HD 10800, also known as HR 512 or Gliese 67.1, is a triple star located in the southern circumpolar constellation Octans. It has a combined apparent magnitude of 5.87, allowing it to be faintly seen with the naked eye. The system is relatively close at a distance of 88.1 light years but is drifting closer with a heliocentric radial velocity -1.1 km/s.

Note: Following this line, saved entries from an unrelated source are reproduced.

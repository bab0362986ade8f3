use std::sync::Arc;
use std::time::Duration;

use procura_agent::{ExtractionBackend, ExtractionService, LlmError};
use procura_core::config::{AppConfig, ConfigError, LoadOptions};
use procura_core::directory::VendorDirectory;
use procura_core::errors::ApplicationError;
use procura_core::lifecycle::{LifecyclePorts, RfpLifecycleManager};
use procura_core::ports::{StructuredExtractor, TransportError};
use procura_db::{
    connect_with_settings, migrations, DbPool, SqlProposalRepository, SqlRfpRepository,
    SqlVendorRepository,
};
use thiserror::Error;
use tracing::info;

use crate::api::AppState;

pub struct Application {
    pub config: AppConfig,
    pub db_pool: DbPool,
    pub state: AppState,
    pub extraction_backend: &'static str,
    pub mail_transport: &'static str,
}

#[derive(Debug, Error)]
pub enum BootstrapError {
    #[error(transparent)]
    Config(#[from] ConfigError),
    #[error("database connection failed: {0}")]
    DatabaseConnect(#[source] sqlx::Error),
    #[error("database migration failed: {0}")]
    Migration(#[source] sqlx::migrate::MigrateError),
    #[error("extraction backend failed to initialise: {0}")]
    Extraction(#[source] LlmError),
    #[error("mail transport failed to initialise: {0}")]
    Mail(#[source] TransportError),
    #[error("rfp lifecycle failed to initialise: {0}")]
    Lifecycle(#[source] ApplicationError),
}

/// Lifecycle manager and vendor directory over one pool, plus the labels of the
/// extraction backend and mail transport the configuration selected.
pub struct Collaborators {
    pub lifecycle: RfpLifecycleManager,
    pub directory: VendorDirectory,
    pub extractor: Arc<dyn StructuredExtractor>,
    pub extraction_backend: &'static str,
    pub mail_transport: &'static str,
}

/// Builds extraction, mail and storage collaborators from configuration. Shared by
/// the HTTP server and the CLI so both run the same lifecycle wiring.
pub fn wire_collaborators(
    config: &AppConfig,
    db_pool: &DbPool,
) -> Result<Collaborators, BootstrapError> {
    let backend = ExtractionBackend::from_config(&config.llm).map_err(BootstrapError::Extraction)?;
    let extraction_backend = backend.label();
    let extractor: Arc<dyn StructuredExtractor> = Arc::new(ExtractionService::new(
        backend,
        Duration::from_secs(config.llm.timeout_secs),
    ));

    let (mail, mail_transport) =
        procura_mail::transport_from_config(&config.mail).map_err(BootstrapError::Mail)?;

    let vendors = Arc::new(SqlVendorRepository::new(db_pool.clone()));
    let lifecycle = RfpLifecycleManager::new(LifecyclePorts {
        rfps: Arc::new(SqlRfpRepository::new(db_pool.clone())),
        vendors: vendors.clone(),
        proposals: Arc::new(SqlProposalRepository::new(db_pool.clone())),
        mail,
        extractor: extractor.clone(),
    })
    .map_err(BootstrapError::Lifecycle)?;

    Ok(Collaborators {
        lifecycle,
        directory: VendorDirectory::new(vendors),
        extractor,
        extraction_backend,
        mail_transport,
    })
}

pub async fn bootstrap(options: LoadOptions) -> Result<Application, BootstrapError> {
    let config = AppConfig::load(options)?;
    bootstrap_with_config(config).await
}

/// Wires storage, extraction and mail behind the lifecycle manager.
pub async fn bootstrap_with_config(config: AppConfig) -> Result<Application, BootstrapError> {
    info!(event_name = "system.bootstrap.start", "starting application bootstrap");

    let db_pool = connect_with_settings(
        &config.database.url,
        config.database.max_connections,
        config.database.timeout_secs,
    )
    .await
    .map_err(BootstrapError::DatabaseConnect)?;
    info!(event_name = "system.bootstrap.database_connected", "database connection established");

    migrations::run_pending(&db_pool).await.map_err(BootstrapError::Migration)?;
    info!(event_name = "system.bootstrap.migrations_applied", "database migrations applied");

    let Collaborators { lifecycle, directory, extractor, extraction_backend, mail_transport } =
        wire_collaborators(&config, &db_pool)?;
    info!(
        event_name = "system.bootstrap.collaborators_ready",
        extraction_backend,
        mail_transport,
        "extraction backend and mail transport selected"
    );

    let state = AppState { lifecycle, directory, extractor };

    Ok(Application { config, db_pool, state, extraction_backend, mail_transport })
}
//! Structured extraction for the procurement workflow.
//!
//! A language model turns free text into typed records: the structure of an
//! RFP, the terms of a vendor proposal, and a narrative ranking of proposals.
//!
//! # Backends
//!
//! The backend is chosen once at startup from configuration:
//! - `Model` - an OpenAI-compatible chat-completions endpoint (`openai` module)
//! - `Mock` - deterministic canned output when no credentials are configured
//!
//! # Time bounds
//!
//! Every model call runs under a fixed budget. RFP extraction and comparison
//! degrade to fallback values when the budget is exceeded or the call fails;
//! proposal analysis reports the failure so the caller can skip the message.

pub mod backend;
pub mod llm;
pub mod openai;
pub mod prompts;
pub mod service;

pub use backend::ExtractionBackend;
pub use llm::{ChatRequest, LlmClient, LlmError};
pub use openai::OpenAiCompatibleClient;
pub use service::ExtractionService;
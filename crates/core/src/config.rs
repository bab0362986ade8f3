use std::env;
use std::fs;
use std::path::{Path, PathBuf};

use secrecy::{ExposeSecret, SecretString};
use serde::{Deserialize, Serialize};
use thiserror::Error;

#[derive(Clone, Debug)]
pub struct AppConfig {
    pub database: DatabaseConfig,
    pub llm: LlmConfig,
    pub mail: MailConfig,
    pub server: ServerConfig,
    pub logging: LoggingConfig,
}

#[derive(Clone, Debug)]
pub struct DatabaseConfig {
    pub url: String,
    pub max_connections: u32,
    pub timeout_secs: u64,
}

/// Extraction model settings. A missing `api_key` selects the mock backend.
#[derive(Clone, Debug)]
pub struct LlmConfig {
    pub api_key: Option<SecretString>,
    pub base_url: Option<String>,
    pub model: String,
    pub compare_model: Option<String>,
    pub timeout_secs: u64,
}

#[derive(Clone, Debug)]
pub struct MailConfig {
    pub relay_url: Option<String>,
    pub simulate_replies: bool,
    pub timeout_secs: u64,
}

#[derive(Clone, Debug)]
pub struct ServerConfig {
    pub bind_address: String,
    pub port: u16,
    pub graceful_shutdown_secs: u64,
}

#[derive(Clone, Debug)]
pub struct LoggingConfig {
    pub level: String,
    pub format: LogFormat,
}

#[derive(Clone, Copy, Debug, PartialEq, Eq, Serialize, Deserialize)]
#[serde(rename_all = "snake_case")]
pub enum LogFormat {
    Compact,
    Pretty,
    Json,
}

#[derive(Clone, Debug, Default)]
pub struct ConfigOverrides {
    pub database_url: Option<String>,
    pub log_level: Option<String>,
    pub llm_api_key: Option<String>,
    pub llm_model: Option<String>,
    pub mail_relay_url: Option<String>,
    pub server_port: Option<u16>,
}

#[derive(Clone, Debug, Default)]
pub struct LoadOptions {
    pub config_path: Option<PathBuf>,
    pub require_file: bool,
    pub overrides: ConfigOverrides,
}

#[derive(Debug, Error)]
pub enum ConfigError {
    #[error("could not read config file `{path}`: {source}")]
    ReadFile { path: PathBuf, source: std::io::Error },
    #[error("could not parse config file `{path}`: {source}")]
    ParseFile { path: PathBuf, source: toml::de::Error },
    #[error("required config file was not found: `{0}`")]
    MissingConfigFile(PathBuf),
    #[error("environment variable interpolation failed for `{var}`")]
    MissingEnvInterpolation { var: String },
    #[error("unterminated environment interpolation expression")]
    UnterminatedInterpolation,
    #[error("invalid environment override for `{key}`: `{value}`")]
    InvalidEnvOverride { key: String, value: String },
    #[error("configuration validation failed: {0}")]
    Validation(String),
}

The system has a blended spectral classification of G1 V, indicating an ordinary G-type main-sequence star. The primary is a spectroscopic binary consisting of a G-type and K-type star circling around each other in 19 days. HD 10800B has a class of G2 V, the same spectral class as our own Sun. The AB pair take 1.7 years to orbit each other.

==HD 10800A==
The primary (Aa) has 109% the mass of the Sun and a radius 1.1 times that of the Sun. It radiates at 1.82 times the luminosity of the Sun from its photosphere at an effective temperature of 5802 K, giving a yellow hue. HD 10800A has a metallicity 81% that of the Sun, making it slightly metal deficient. At an age of 5 billion years, it spins with a projected rotational velocity of 7 km/s. The close companion (Ab) has a mass 69% that of the Sun.

==HD 10800B==
HD 10800B, the slightly distant companion, has the same mass of the Sun but is slightly cooler (37 K difference) and dimmer, with a luminosity 98% that of the Sun. The object is only marginally older than the Sun at an age of 4.8 billion years.